Estadão

Pai e filha são suspeitos de agredir médica e causar morte de paciente

Um homem e sua filha foram presos em flagrante, na madrugada de domingo, 16, após agredir uma médica e tumultuar o atendimento em um hospital público de Irajá, zona norte do Rio de Janeiro. Eles exigiam tratamento imediato a um ferimento sem gravidade e invadiram a sala de emergência, interrompendo o atendimento a uma paciente em estado grave, que acabou morrendo. Segundo a Polícia Civil, além de outros crimes, ambos vão responder por homicídio com dolo eventual pela morte da paciente.

Conforme a polícia, André Luiz do Nascimento Soares, de 48 anos, chegou ao Hospital Municipal Francisco da Silva Telles com um corte em dedo da mão, acompanhado da filha Samara Kiffin do Nascimento Soares, de 23. Com a unidade lotada, os funcionários pediram para que aguardassem, pois pacientes em estado mais grave estavam sendo atendidos. Irritados com a demora, pai e filha teriam iniciado um quebra-quebra na unidade de saúde.

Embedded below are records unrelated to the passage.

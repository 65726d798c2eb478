//! In-process stand-in for the remote site, served by axum on a loopback port.
//!
//! Layout mirrors production with both origins on one server: `GET /login`
//! (form), `POST /login`, `GET /?c=...` (account page), `GET /` (home) and
//! `POST /` (JSON endpoint).

use core::{
    ops::Deref,
    sync::atomic::{AtomicUsize, Ordering},
};
use std::{
    collections::{HashMap, VecDeque},
    path::PathBuf,
    sync::{Arc, Mutex},
};

use axum::{
    Form, Router,
    extract::{Query, State},
    http::{
        StatusCode,
        header::{CONTENT_TYPE, LOCATION, SET_COOKIE},
    },
    response::{Html, IntoResponse, Response},
    routing::get,
};
use reqwest::Url;
use tokio::net::TcpListener;

use crate::{
    config::{Credentials, Endpoints},
    scrape::Session,
};

const ODRI_ID: &str = "1";
const ACCOUNT_PATH: &str =
    "/?r=champstudy&c=mypage/my_lec/my_lec_refund&sub=refund_class_view&odri_id=1";

#[derive(Debug, Clone, Copy)]
pub enum AccountReply {
    Redirect,
    Body(&'static str),
}

#[derive(Debug, Default)]
pub struct Hits {
    pub login_page: AtomicUsize,
    pub login_post: AtomicUsize,
    pub account: AtomicUsize,
    pub home: AtomicUsize,
    pub ajax: AtomicUsize,
}

pub struct Site {
    token: Option<&'static str>,
    login_to_account: bool,
    ajax: Option<&'static str>,
    /// Popped per account GET; the last one repeats.
    replies: Mutex<VecDeque<AccountReply>>,
    form: Mutex<Option<HashMap<String, String>>>,
    ajax_form: Mutex<Option<HashMap<String, String>>>,
    pub hits: Hits,
}

pub struct FakeSite(Arc<Site>);

impl Deref for FakeSite {
    type Target = Site;

    fn deref(&self) -> &Site {
        &self.0
    }
}

impl FakeSite {
    pub fn new(token: Option<&'static str>, replies: Vec<AccountReply>) -> Self {
        Self(Arc::new(Site {
            token,
            login_to_account: false,
            ajax: None,
            replies: Mutex::new(replies.into()),
            form: Mutex::default(),
            ajax_form: Mutex::default(),
            hits: Hits::default(),
        }))
    }

    fn site_mut(&mut self) -> &mut Site {
        Arc::get_mut(&mut self.0).expect("site configured before serving")
    }

    pub fn login_redirect_to_account(mut self) -> Self {
        self.site_mut().login_to_account = true;
        self
    }

    pub fn with_ajax(mut self, body: &'static str) -> Self {
        self.site_mut().ajax = Some(body);
        self
    }

    pub fn last_form(&self) -> Option<HashMap<String, String>> {
        self.form.lock().unwrap().clone()
    }

    pub fn last_ajax_date(&self) -> Option<String> {
        self.ajax_form
            .lock()
            .unwrap()
            .as_ref()
            .and_then(|f| f.get("now_date").cloned())
    }

    /// Serves the site and returns a fresh session pointed at it, with a
    /// cookie file path that does not exist yet.
    pub async fn session(&self, name: &str) -> (Session, PathBuf) {
        let listener = TcpListener::bind("127.0.0.1:0").await.unwrap();
        let base = format!("http://{}", listener.local_addr().unwrap());
        let app = Router::new()
            .route("/login", get(login_page).post(login_post))
            .route("/", get(root).post(ajax))
            .with_state(Arc::clone(&self.0));
        tokio::spawn(async move { axum::serve(listener, app).await.unwrap() });

        make_session(&base, name)
    }

    /// A session whose endpoints point at a port nobody listens on.
    pub async fn dead_session(name: &str) -> (Session, PathBuf) {
        let listener = TcpListener::bind("127.0.0.1:0").await.unwrap();
        let base = format!("http://{}", listener.local_addr().unwrap());
        drop(listener);
        make_session(&base, name)
    }
}

fn make_session(base: &str, name: &str) -> (Session, PathBuf) {
    let path = std::env::temp_dir().join(format!("attend-{}-{name}.json", std::process::id()));
    crate::cookies::remove(&path);
    let session = Session::new(
        Credentials::new("student", "secret"),
        Endpoints::with_bases(base, base, ODRI_ID),
        path.clone(),
    )
    .unwrap();
    (session, path)
}

/// Puts a cookie in the jar as if a previous run had logged in.
pub fn seed_cookie(session: &Session) {
    let url = Url::parse(&session.endpoints.home).unwrap();
    session
        .jar
        .lock()
        .unwrap()
        .parse("hackers=seeded; Path=/", &url)
        .unwrap();
}

async fn login_page(State(site): State<Arc<Site>>) -> Html<String> {
    site.hits.login_page.fetch_add(1, Ordering::SeqCst);
    let token = site.token.map_or_else(String::new, |t| {
        format!(r#"<input type="hidden" name="_token" value="{t}">"#)
    });
    Html(format!(
        r#"<html><body><form method="post" action="/login">{token}
<input name="login_id"><input name="password" type="password">
</form></body></html>"#
    ))
}

async fn login_post(
    State(site): State<Arc<Site>>,
    Form(form): Form<HashMap<String, String>>,
) -> Response {
    site.hits.login_post.fetch_add(1, Ordering::SeqCst);
    let rejected = form.get("_token").is_none_or(String::is_empty);
    *site.form.lock().unwrap() = Some(form);
    if rejected {
        return StatusCode::from_u16(419).unwrap().into_response();
    }
    let location = if site.login_to_account { ACCOUNT_PATH } else { "/" };
    (
        StatusCode::FOUND,
        [(SET_COOKIE, "hackers=session; Path=/"), (LOCATION, location)],
    )
        .into_response()
}

async fn root(
    State(site): State<Arc<Site>>,
    Query(query): Query<HashMap<String, String>>,
) -> Response {
    if !query.contains_key("c") {
        site.hits.home.fetch_add(1, Ordering::SeqCst);
        return Html("<html><body>home</body></html>").into_response();
    }

    site.hits.account.fetch_add(1, Ordering::SeqCst);
    let reply = {
        let mut replies = site.replies.lock().unwrap();
        if replies.len() > 1 {
            replies.pop_front()
        } else {
            replies.front().copied()
        }
    };
    match reply {
        Some(AccountReply::Redirect) => {
            (StatusCode::FOUND, [(LOCATION, "/login")]).into_response()
        }
        Some(AccountReply::Body(body)) => Html(body).into_response(),
        None => StatusCode::NOT_FOUND.into_response(),
    }
}

async fn ajax(
    State(site): State<Arc<Site>>,
    Form(form): Form<HashMap<String, String>>,
) -> Response {
    site.hits.ajax.fetch_add(1, Ordering::SeqCst);
    *site.ajax_form.lock().unwrap() = Some(form);
    match site.ajax {
        Some(body) => ([(CONTENT_TYPE, "application/json")], body).into_response(),
        None => StatusCode::NOT_FOUND.into_response(),
    }
}

/// Captures the `content` of every webhook POST.
pub struct Webhook {
    pub url: String,
    received: Arc<Mutex<Vec<String>>>,
}

impl Webhook {
    pub async fn spawn() -> Self {
        let received = Arc::<Mutex<Vec<String>>>::default();
        let listener = TcpListener::bind("127.0.0.1:0").await.unwrap();
        let url = format!("http://{}/hook", listener.local_addr().unwrap());
        let app = Router::new()
            .route("/hook", axum::routing::post(hook))
            .with_state(Arc::clone(&received));
        tokio::spawn(async move { axum::serve(listener, app).await.unwrap() });
        Self { url, received }
    }

    pub fn received(&self) -> Vec<String> {
        self.received.lock().unwrap().clone()
    }
}

async fn hook(
    State(received): State<Arc<Mutex<Vec<String>>>>,
    axum::Json(body): axum::Json<serde_json::Value>,
) -> StatusCode {
    let content = body["content"].as_str().unwrap_or_default().to_owned();
    received.lock().unwrap().push(content);
    StatusCode::NO_CONTENT
}
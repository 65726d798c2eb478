use std::{collections::BTreeMap, path::PathBuf};

use attend::{Fetcher, SystemClock, check_attendance, cli::SessionArgs, decision::date_key};

/// One-shot check: prints whether today is attended, exits non-zero only
/// when that cannot be determined.
#[derive(clap::Parser)]
struct Args {
    #[command(flatten)]
    session: SessionArgs,
    /// Also print every attended date.
    #[arg(long)]
    json: bool,
    /// Save the weekly list served by the JSON endpoint as week_<date>.html.
    #[arg(long, value_name = "dir")]
    dump_week: Option<PathBuf>,
}

#[tokio::main]
async fn main() -> anyhow::Result<()> {
    use clap::Parser;

    pretty_env_logger::init_timed();

    let args = Args::parse();
    let mut fetcher = Fetcher::new(args.session.into_session()?, SystemClock);

    let attendance = check_attendance(&mut fetcher).await.inspect_err(|e| {
        tracing::error!(target: "main", "\x1b[31m🚨 {e}\x1b[0m");
    })?;

    println!("{}", attendance.message());

    if args.json {
        let dates = attendance
            .map
            .iter()
            .map(|(k, v)| (k.as_str(), v.as_str()))
            .collect::<BTreeMap<_, _>>();
        println!("{}", serde_json::to_string_pretty(&dates)?);
    }

    if let Some(dir) = args.dump_week {
        match attendance.weekly {
            Some(ref html) => {
                std::fs::create_dir_all(&dir)?;
                let path = dir.join(format!("week_{}.html", date_key(attendance.date)));
                std::fs::write(&path, html)?;
                tracing::info!(target: "main", "weekly list written to {}", path.display());
            }
            None => tracing::warn!(target: "main", "no weekly list to save"),
        }
    }

    Ok(())
}
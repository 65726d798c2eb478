//! Pure extraction of the data embedded in the site's pages.
//!
//! Nothing here touches the network, so every function can be exercised
//! against frozen documents.

use std::sync::LazyLock;

use compact_str::CompactString;
use hashbrown::HashMap;
use regex::Regex;
use scraper::{Html, Selector};
use serde::Deserialize;
use serde_json::Value;

use crate::error::{Error, Result};

/// Date (`YYYY-MM-DD`) to presence marker.
pub type AttendanceMap = HashMap<CompactString, CompactString>;

pub const PRESENT: &str = "Y";

static TOKEN: LazyLock<Regex> =
    LazyLock::new(|| Regex::new(r#"name="_token"\s+value="([^"]+)""#).unwrap());
static CAL_LIST: LazyLock<Regex> =
    LazyLock::new(|| Regex::new(r"(?s)cal_list\s*=\s*(\{[^}]*\})").unwrap());
static TRAILING_COMMA: LazyLock<Regex> = LazyLock::new(|| Regex::new(r",\s*\}").unwrap());
static SEL_TOKEN: LazyLock<Selector> =
    LazyLock::new(|| Selector::parse(r#"input[name="_token"]"#).unwrap());
static SEL_LOGIN_FORM: LazyLock<Selector> = LazyLock::new(|| {
    Selector::parse(r#"input[name="login_id"], input[name="password"]"#).unwrap()
});

/// Substrings that only appear on pages served to a logged-out visitor.
const LOGGED_OUT_MARKERS: [&str; 3] = [
    "location.href='https://member.hackers.com/login",
    "로그인이 필요",
    "login_required",
];

/// The login form's anti-forgery token, if the page still carries one.
pub fn extract_token(html: &str) -> Option<CompactString> {
    let document = Html::parse_document(html);
    if let Some(value) = document
        .select(&SEL_TOKEN)
        .find_map(|input| input.attr("value"))
        .filter(|v| !v.is_empty())
    {
        return Some(value.into());
    }
    TOKEN
        .captures(html)
        .and_then(|c| c.get(1))
        .map(|m| m.as_str().into())
}

/// Heuristic: does this page look like it was served to someone logged out?
pub fn is_logged_out(html: &str) -> bool {
    if LOGGED_OUT_MARKERS.iter().any(|m| html.contains(m)) {
        return true;
    }
    Html::parse_document(html)
        .select(&SEL_LOGIN_FORM)
        .next()
        .is_some()
}

/// Finds `cal_list = { ... }` in a page and parses it.
///
/// Returns `None` when the assignment is absent and `Some(Err(_))` when it is
/// present but not a date-to-marker object. Single-quoted and double-quoted
/// literals are both accepted, as is a trailing comma.
pub fn extract_cal_list(html: &str) -> Option<Result<AttendanceMap>> {
    let literal = CAL_LIST.captures(html)?.get(1)?.as_str();
    Some(parse_object_literal(literal))
}

fn parse_object_literal(literal: &str) -> Result<AttendanceMap> {
    let normalized = literal.replace('\'', "\"");
    let normalized = TRAILING_COMMA.replace_all(&normalized, "}");
    let raw = serde_json::from_str::<HashMap<CompactString, Value>>(&normalized)
        .map_err(|e| Error::Parse(format!("cal_list {literal:?}: {e}")))?;
    Ok(raw
        .into_iter()
        .map(|(date, marker)| (date, marker_of(marker)))
        .collect())
}

fn marker_of(value: Value) -> CompactString {
    match value {
        Value::String(s) => s.into(),
        Value::Bool(true) => PRESENT.into(),
        Value::Null | Value::Bool(false) => CompactString::default(),
        other => other.to_string().into(),
    }
}

/// Body of the `attend_list.ajax` endpoint.
#[derive(Debug, Deserialize)]
pub struct AjaxAttendance {
    /// Absent on error bodies such as a login-required answer.
    #[serde(default)]
    pub check_date_list: Option<Value>,
    /// Rendered weekly list; kept only so callers can dump it.
    #[serde(default)]
    pub list: String,
}

impl AjaxAttendance {
    pub fn from_body(body: &str) -> Result<Self> {
        serde_json::from_str(body).map_err(|e| Error::Parse(format!("ajax body: {e}")))
    }

    /// `check_date_list` in the same shape as `cal_list`. The endpoint sends
    /// an object when there are entries and `[]` (or a list of dates) when not.
    /// A body without the field is not an attendance answer at all.
    pub fn to_map(&self) -> Result<AttendanceMap> {
        let Some(list) = self.check_date_list.as_ref().filter(|v| !v.is_null()) else {
            return Err(Error::Parse("ajax body has no check_date_list".into()));
        };
        match list {
            Value::Object(o) => Ok(o
                .iter()
                .map(|(k, v)| (k.as_str().into(), marker_of(v.clone())))
                .collect()),
            Value::Array(a) => a
                .iter()
                .map(|v| match v {
                    Value::String(s) => Ok((s.as_str().into(), PRESENT.into())),
                    other => Err(Error::Parse(format!("check_date_list item {other}"))),
                })
                .collect(),
            other => Err(Error::Parse(format!("check_date_list is {other}"))),
        }
    }
}
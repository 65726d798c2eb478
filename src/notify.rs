use std::sync::Arc;

use axum::{Router, extract::State, http::StatusCode, routing::get};
use reqwest::Client;
use serde_json::json;
use tokio::sync::Mutex;

use crate::{
    config::constants,
    decision::{Attendance, Clock},
    error::Result,
    fetch::{Fetcher, check_attendance},
};

/// Where periodic alerts go.
pub enum AlertSink {
    Log,
    /// Discord-style webhook taking `{"content": "..."}`.
    Webhook { client: Client, url: String },
}

impl AlertSink {
    pub fn new(webhook: Option<String>) -> reqwest::Result<Self> {
        let Some(url) = webhook else {
            return Ok(Self::Log);
        };
        let client = Client::builder()
            .connect_timeout(constants::CONNECT_TIMEOUT)
            .timeout(constants::REQUEST_TIMEOUT)
            .build()?;
        Ok(Self::Webhook { client, url })
    }

    pub async fn send(&self, text: &str) -> Result<()> {
        match self {
            Self::Log => tracing::warn!(target: "bot", "\x1b[1;33m{text}\x1b[0m"),
            Self::Webhook { client, url } => {
                client
                    .post(url)
                    .json(&json!({ "content": text }))
                    .send()
                    .await?
                    .error_for_status()?;
                tracing::info!(target: "bot", "alert delivered");
            }
        }
        Ok(())
    }
}

/// Only an absence is worth interrupting someone for.
pub fn alert_text(attendance: &Attendance) -> Option<String> {
    (!attendance.present).then(|| {
        let today = crate::decision::date_key(attendance.date);
        format!("⏰ 오늘({today}) 출석이 아직 안 되어 있어요!")
    })
}

pub fn error_text(e: &crate::Error) -> String {
    format!("🚨 오류: {e}")
}

/// Timer and command surface sharing one fetcher; checks never overlap.
pub struct Notifier<C> {
    fetcher: Mutex<Fetcher<C>>,
    sink: AlertSink,
}

impl<C: Clock> Notifier<C> {
    pub fn new(fetcher: Fetcher<C>, sink: AlertSink) -> Self {
        Self {
            fetcher: Mutex::new(fetcher),
            sink,
        }
    }

    async fn check(&self) -> Result<Attendance> {
        let mut fetcher = self.fetcher.lock().await;
        check_attendance(&mut fetcher).await
    }

    /// The "check now" command: a human-readable answer either way.
    pub async fn check_now(&self) -> core::result::Result<String, String> {
        match self.check().await {
            Ok(attendance) => {
                tracing::info!(target: "bot", "check: present = {}", attendance.present);
                Ok(attendance.message())
            }
            Err(e) => {
                tracing::error!(target: "bot", "\x1b[31mcheck failed\x1b[0m: {e}");
                Err(error_text(&e))
            }
        }
    }

    /// One timer tick. Failures are reported and swallowed so the loop
    /// keeps going.
    pub async fn on_tick(&self) {
        let text = match self.check().await {
            Ok(attendance) => {
                tracing::info!(target: "bot", "tick: {}", attendance.message());
                alert_text(&attendance)
            }
            Err(e) => {
                tracing::error!(target: "bot", "\x1b[31mtick failed\x1b[0m: {e}");
                Some(error_text(&e))
            }
        };
        if let Some(text) = text {
            if let Err(e) = self.sink.send(&text).await {
                tracing::error!(target: "bot", "alert not delivered: {e}");
            }
        }
    }
}

pub fn router<C>(notifier: Arc<Notifier<C>>) -> Router
where
    C: Clock + Send + Sync + 'static,
{
    Router::new()
        .route("/check", get(check_handler::<C>))
        .with_state(notifier)
}

async fn check_handler<C>(State(notifier): State<Arc<Notifier<C>>>) -> (StatusCode, String)
where
    C: Clock + Send + Sync + 'static,
{
    match notifier.check_now().await {
        Ok(text) => (StatusCode::OK, text),
        Err(text) => (StatusCode::BAD_GATEWAY, text),
    }
}
// src/error.rs

//! Unified error handling for the archiver.

use thiserror::Error;

/// Result type alias for archiver operations.
pub type Result<T> = std::result::Result<T, AppError>;

/// Unified application error type.
#[derive(Error, Debug)]
pub enum AppError {
    /// I/O operation failed
    #[error("I/O error: {0}")]
    Io(#[from] std::io::Error),

    /// HTTP request failed
    #[error("HTTP error: {0}")]
    Http(#[from] reqwest::Error),

    /// JSON serialization/deserialization failed
    #[error("JSON error: {0}")]
    Json(#[from] serde_json::Error),

    /// TOML parsing failed
    #[error("TOML parse error: {0}")]
    Toml(#[from] toml::de::Error),

    /// URL parsing failed
    #[error("URL parse error: {0}")]
    Url(#[from] url::ParseError),

    /// Unexpected HTTP status
    #[error("unexpected status {code} for {url}")]
    Status { code: u16, url: String },

    /// Configuration error
    #[error("Configuration error: {0}")]
    Config(String),

    /// Storage layout error
    #[error("Storage error at {path}: {message}")]
    Storage { path: String, message: String },
}

impl AppError {
    /// Create a configuration error.
    pub fn config(message: impl Into<String>) -> Self {
        Self::Config(message.into())
    }

    /// Create a storage error with the offending path.
    pub fn storage(path: impl Into<String>, message: impl std::fmt::Display) -> Self {
        Self::Storage {
            path: path.into(),
            message: message.to_string(),
        }
    }

    /// Whether this error is worth retrying within the same cycle.
    ///
    /// Timeouts, connection failures (including resets mid-request or
    /// mid-body) and 5xx responses are transient; everything else is
    /// either fatal or handled elsewhere. Local JSON parsing goes
    /// through `serde_json`, so `is_decode` here only ever means the
    /// body transfer itself broke.
    pub fn is_transient(&self) -> bool {
        match self {
            Self::Http(e) => {
                e.is_timeout()
                    || e.is_connect()
                    || e.is_request()
                    || e.is_body()
                    || e.is_decode()
            }
            Self::Status { code, .. } => *code >= 500,
            _ => false,
        }
    }
}
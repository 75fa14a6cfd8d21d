// src/models/mod.rs

//! Domain models for the archiver.

mod board;
mod thread;

pub use board::{Board, BoardList};
pub use thread::{
    CatalogDiff, CatalogPage, CatalogSnapshot, CatalogThread, ThreadKey, ThreadRecord,
    ThreadStatus,
};
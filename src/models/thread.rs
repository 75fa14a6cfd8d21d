// src/models/thread.rs

//! Thread lifecycle state and catalog payloads.

use std::collections::HashMap;
use std::fmt;

use serde::{Deserialize, Serialize};

/// Key identifying one thread: board code plus platform-assigned id.
#[derive(Debug, Clone, PartialEq, Eq, Hash, PartialOrd, Ord)]
pub struct ThreadKey {
    pub board: String,
    pub no: u64,
}

impl ThreadKey {
    pub fn new(board: impl Into<String>, no: u64) -> Self {
        Self {
            board: board.into(),
            no,
        }
    }
}

impl fmt::Display for ThreadKey {
    fn fmt(&self, f: &mut fmt::Formatter<'_>) -> fmt::Result {
        write!(f, "/{}/{}", self.board, self.no)
    }
}

/// Lifecycle status of a tracked thread.
///
/// Dead is terminal: a thread id reappearing in a later catalog is never
/// revived under the same record.
#[derive(Debug, Clone, Copy, PartialEq, Eq, Serialize, Deserialize)]
#[serde(rename_all = "lowercase")]
pub enum ThreadStatus {
    Alive,
    Dead,
}

/// Durable per-thread metadata, persisted as `meta.json` inside the
/// thread's storage directory.
#[derive(Debug, Clone, PartialEq, Eq, Serialize, Deserialize)]
pub struct ThreadRecord {
    /// Capture timestamp (unix seconds), set once when the thread is first
    /// observed. Part of the storage path, never rewritten.
    pub first_seen: i64,
    /// Remote last-modified (unix seconds) as of the latest successful
    /// archival. Zero when unknown.
    pub last_modified: i64,
    pub status: ThreadStatus,
}

impl ThreadRecord {
    /// Fresh record for a thread first observed now.
    pub fn new(first_seen: i64) -> Self {
        Self {
            first_seen,
            last_modified: 0,
            status: ThreadStatus::Alive,
        }
    }

    pub fn is_dead(&self) -> bool {
        self.status == ThreadStatus::Dead
    }
}

/// One entry of the per-board thread catalog.
///
/// The catalog carries more (reply counts, page position); only id and
/// last-modified matter for reconciliation.
#[derive(Debug, Clone, Deserialize)]
pub struct CatalogThread {
    pub no: u64,
    pub last_modified: i64,
}

/// One page of the per-board thread catalog payload.
#[derive(Debug, Clone, Deserialize)]
pub struct CatalogPage {
    pub page: u32,
    pub threads: Vec<CatalogThread>,
}

/// Ephemeral per-board, per-cycle view of live threads.
#[derive(Debug, Clone, Default)]
pub struct CatalogSnapshot {
    /// Live thread id -> remote last-modified.
    pub threads: HashMap<u64, i64>,
}

impl CatalogSnapshot {
    /// Flatten the paged catalog payload into a lookup map.
    pub fn from_pages(pages: Vec<CatalogPage>) -> Self {
        let threads = pages
            .into_iter()
            .flat_map(|p| p.threads)
            .map(|t| (t.no, t.last_modified))
            .collect();
        Self { threads }
    }

    pub fn contains(&self, no: u64) -> bool {
        self.threads.contains_key(&no)
    }

    pub fn len(&self) -> usize {
        self.threads.len()
    }

    pub fn is_empty(&self) -> bool {
        self.threads.is_empty()
    }
}

/// Result of reconciling a catalog snapshot against stored state.
#[derive(Debug, Clone, Default, PartialEq, Eq)]
pub struct CatalogDiff {
    /// In the catalog, unknown locally: first-time archival.
    pub new: Vec<u64>,
    /// Known and alive, remote last-modified advanced: re-archival.
    pub changed: Vec<u64>,
    /// Known and alive, absent from the catalog: one final archival
    /// attempt, then the record flips to dead.
    pub newly_dead: Vec<u64>,
}

impl CatalogDiff {
    pub fn is_empty(&self) -> bool {
        self.new.is_empty() && self.changed.is_empty() && self.newly_dead.is_empty()
    }

    pub fn work_count(&self) -> usize {
        self.new.len() + self.changed.len() + self.newly_dead.len()
    }
}

#[cfg(test)]
mod tests {
    use super::*;

    #[test]
    fn test_snapshot_from_pages_flattens() {
        let pages = vec![
            CatalogPage {
                page: 1,
                threads: vec![
                    CatalogThread {
                        no: 100,
                        last_modified: 1_700_000_000,
                    },
                    CatalogThread {
                        no: 101,
                        last_modified: 1_700_000_050,
                    },
                ],
            },
            CatalogPage {
                page: 2,
                threads: vec![CatalogThread {
                    no: 102,
                    last_modified: 1_700_000_010,
                }],
            },
        ];

        let snap = CatalogSnapshot::from_pages(pages);
        assert_eq!(snap.len(), 3);
        assert_eq!(snap.threads[&101], 1_700_000_050);
        assert!(snap.contains(102));
        assert!(!snap.contains(999));
    }

    #[test]
    fn test_thread_key_display() {
        let key = ThreadKey::new("g", 570368);
        assert_eq!(key.to_string(), "/g/570368");
    }

    #[test]
    fn test_record_roundtrip_json() {
        let record = ThreadRecord {
            first_seen: 1_700_000_000,
            last_modified: 1_700_000_123,
            status: ThreadStatus::Dead,
        };
        let json = serde_json::to_string(&record).unwrap();
        assert!(json.contains("\"dead\""));
        let back: ThreadRecord = serde_json::from_str(&json).unwrap();
        assert_eq!(back, record);
    }
}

Segundo o relato de funcionários e testemunhas, após quebrar vidros de portas e janelas, o homem invadiu a sala vermelha do hospital, onde ficam os pacientes mais graves, e agrediu com socos a médica de plantão. Aos gritos, Soares fazia menção sobre estar armado, causando pânico entre os funcionários, que se refugiaram até nos banheiros.

Uma paciente de 82 anos que estava sendo monitorada com quadro de enfarte agudo no miocárdio morreu durante o tumulto. Segundo a Secretaria Municipal de Saúde do Rio, a idosa entrou em parada cardiorrespiratória às 4 horas, e a equipe não conseguiu reverter o quadro.

A Polícia Militar foi acionada e pai e filha foram levados para o 38º Distrito Policial. Mesmo na frente dos policiais, a filha teria ameaçado "matar na porrada" a médica que já havia sido agredida. A profissional recebeu cinco pontos na boca em razão dos ferimentos.

Conforme a Polícia Civil do Rio, pai e filha foram presos, suspeitos do crime de homicídio doloso, na modalidade de dolo eventual, pela morte da paciente. Eles vão responder também por dano ao patrimônio público e desacato, sendo que ele responderá ainda por lesão corporal dolosa.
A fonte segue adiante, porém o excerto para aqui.